When organisations do partner, share best practice and learn from each other, significant improvements to quality and patient safety usually follow. A good example of this was the collaborative approach taken to improve cancer and emergency care services in the early 2000s.

The Emergency Services Collaborative was designed in 2002 to support the NHS plan that all patients will be admitted, discharged or transferred within four hours from arrival at A&E. Trusts were mandated to meet over a period of two days, four times during the course of the year long programme, to learn about service redesign and share experience.

The target was subsequently achieved. Conversely, NHS England figures show that in the week before Christmas 2014 just 82.1% of patients were treated within four hours – the worst level on record.

On a lesser note, The Foundation Trust Network’s ‘Review of Buddying Arrangements, with a Focus on Trusts in Special Measures and their Buddying Organisations’highlighted the benefits of mutual learning and support, recommending that “consideration… be given by national bodies, and the sector itself, to how to promote the use of buddying more widely within the provider sector, as one important means of encouraging shared learning and driving improvement.”
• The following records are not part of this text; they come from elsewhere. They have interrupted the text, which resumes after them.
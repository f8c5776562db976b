//! # rack-common
//!
//! Shared types, error definitions, configuration models, and constants
//! used across the entire rack workspace.
//!
//! This crate is the leaf of the dependency graph. It depends on no other
//! internal crate and provides the foundational primitives that all other
//! crates build upon.

#![cfg_attr(test, allow(clippy::expect_used, clippy::unwrap_used))]

pub mod config;
pub mod constants;
pub mod error;
pub mod types;
//! Runtime driver: one container per service, from spawn to exit.

use std::thread;

use rack_common::error::RuntimeError;
use rack_common::types::ContainerName;
use rack_engine::{ContainerEngine, ProcessHandle};
use rack_manifest::Service;
use rack_manifest::env::ResolvedVar;

use crate::args::run_args;
use crate::output::Prefix;

/// Removes any stale container of the same name, then starts `run <args>`.
///
/// # Errors
///
/// Returns [`RuntimeError::Spawn`] if the engine cannot start the
/// container.
pub fn start(
    engine: &dyn ContainerEngine,
    service: &str,
    name: &ContainerName,
    args: &[String],
) -> Result<Box<dyn ProcessHandle>, RuntimeError> {
    if let Err(e) = engine.remove_force(name) {
        tracing::debug!(container = %name, error = %e, "no stale container removed");
    }
    engine.run(args).map_err(|e| RuntimeError::Spawn {
        service: service.to_string(),
        source: e,
    })
}

/// Streams the container's stdout and stderr through `prefix` and blocks
/// until it exits.
///
/// # Errors
///
/// Returns [`RuntimeError::Stream`] for an I/O error on either stream and
/// [`RuntimeError::Exited`] for an unsuccessful exit.
pub fn supervise(
    mut handle: Box<dyn ProcessHandle>,
    prefix: &Prefix,
    service: &str,
) -> Result<(), RuntimeError> {
    let stdout = handle.take_stdout();
    let stderr = handle.take_stderr();

    let streamed = thread::scope(|scope| {
        let err_task = stderr.map(|stream| scope.spawn(move || prefix.stream(stream)));
        let out_result = stdout.map_or(Ok(()), |stream| prefix.stream(stream));
        let err_result = err_task.map_or(Ok(()), |task| {
            task.join()
                .unwrap_or_else(|_| Err(std::io::Error::other("stderr reader panicked")))
        });
        out_result.and(err_result)
    });

    let exit = handle.wait().map_err(|e| RuntimeError::Stream {
        service: service.to_string(),
        source: e,
    })?;

    streamed.map_err(|e| RuntimeError::Stream {
        service: service.to_string(),
        source: e,
    })?;

    if exit.success() {
        tracing::debug!(service, "container exited cleanly");
        Ok(())
    } else {
        Err(RuntimeError::Exited {
            service: service.to_string(),
            exit,
        })
    }
}

/// Runs `service` of `app` to completion: renders its invocation, starts
/// the container and streams its output.
///
/// # Errors
///
/// Returns any error of [`run_args`], [`start`] or [`supervise`].
pub fn run_service(
    engine: &dyn ContainerEngine,
    prefix: &Prefix,
    app: &str,
    service: &Service,
    env: &[ResolvedVar],
    shift: i32,
) -> Result<(), RuntimeError> {
    let args = run_args(app, service, env, shift)?;
    let name = ContainerName::for_service(app, &service.name);
    let handle = start(engine, &service.name, &name, &args)?;
    supervise(handle, prefix, &service.name)
}
//! Domain primitive types used across the rack workspace.

use std::fmt;

use serde::{Deserialize, Serialize};

/// Canonical container name of a service: `<app>-<service>`.
#[derive(Debug, Clone, PartialEq, Eq, Hash, PartialOrd, Ord, Serialize, Deserialize)]
pub struct ContainerName(String);

impl ContainerName {
    /// Builds the canonical container name for `service` in `app`.
    #[must_use]
    pub fn for_service(app: &str, service: &str) -> Self {
        Self(format!("{app}-{service}"))
    }

    /// Returns the inner string representation.
    #[must_use]
    pub fn as_str(&self) -> &str {
        &self.0
    }
}

impl fmt::Display for ContainerName {
    fn fmt(&self, f: &mut fmt::Formatter<'_>) -> fmt::Result {
        write!(f, "{}", self.0)
    }
}

/// Reference to a container image.
#[derive(Debug, Clone, PartialEq, Eq, Hash, PartialOrd, Ord, Serialize, Deserialize)]
pub struct ImageTag(String);

impl ImageTag {
    /// Creates a tag from an arbitrary image reference.
    #[must_use]
    pub fn new(tag: impl Into<String>) -> Self {
        Self(tag.into())
    }

    /// Builds the canonical local image of a service: `<app>/<service>`.
    #[must_use]
    pub fn canonical(app: &str, service: &str) -> Self {
        Self(format!("{app}/{service}"))
    }

    /// Returns the inner string representation.
    #[must_use]
    pub fn as_str(&self) -> &str {
        &self.0
    }
}

impl fmt::Display for ImageTag {
    fn fmt(&self, f: &mut fmt::Formatter<'_>) -> fmt::Result {
        write!(f, "{}", self.0)
    }
}

/// How a child process ended.
///
/// `code` is `None` when the process was terminated by a signal.
#[derive(Debug, Clone, Copy, PartialEq, Eq, Serialize, Deserialize)]
pub struct ProcessExit {
    /// Exit code, if the process exited normally.
    pub code: Option<i32>,
}

impl ProcessExit {
    /// A process that exited with `code`.
    #[must_use]
    pub const fn from_code(code: i32) -> Self {
        Self { code: Some(code) }
    }

    /// A process terminated by a signal.
    #[must_use]
    pub const fn signaled() -> Self {
        Self { code: None }
    }

    /// Returns whether the process exited with code zero.
    #[must_use]
    pub const fn success(&self) -> bool {
        matches!(self.code, Some(0))
    }
}

impl From<std::process::ExitStatus> for ProcessExit {
    fn from(status: std::process::ExitStatus) -> Self {
        Self {
            code: status.code(),
        }
    }
}

impl fmt::Display for ProcessExit {
    fn fmt(&self, f: &mut fmt::Formatter<'_>) -> fmt::Result {
        match self.code {
            Some(code) => write!(f, "exit code {code}"),
            None => write!(f, "termination by signal"),
        }
    }
}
We should also be looking at examples of great healthcare from elsewhere. In a recent report – ‘Goldberg III: Can the NHS Deliver Integration? Lessons from Around the World’ – the GGI’s David Goldberg makes a compelling argument for NHS organisations to stop working in isolation in order to provide an integrated, aligned and joined-up health and social care service.

In doing this, he highlights a range of examples of best practice from the UK, Europe and the rest of the world, such as the Buurtzorg Model in the Netherlands and the Kaiser Permanente Model in the US. We ignore these at our peril.

Organisations must not be too afraid or too proud to look elsewhere for solutions. Working in isolation tends to hinder organisations rather than help and it is likely that if your organisation is struggling with a problem then someone somewhere else has grappled with, and solved, the same problem before.

At the same time, we in the NHS need to make such case studies and models readily available and adaptable for NHS organisations. Doing so will save time, energy and ultimately improve the quality of care.

Andrew Corbett-Nolan is chief executive of the Good Governance Institute.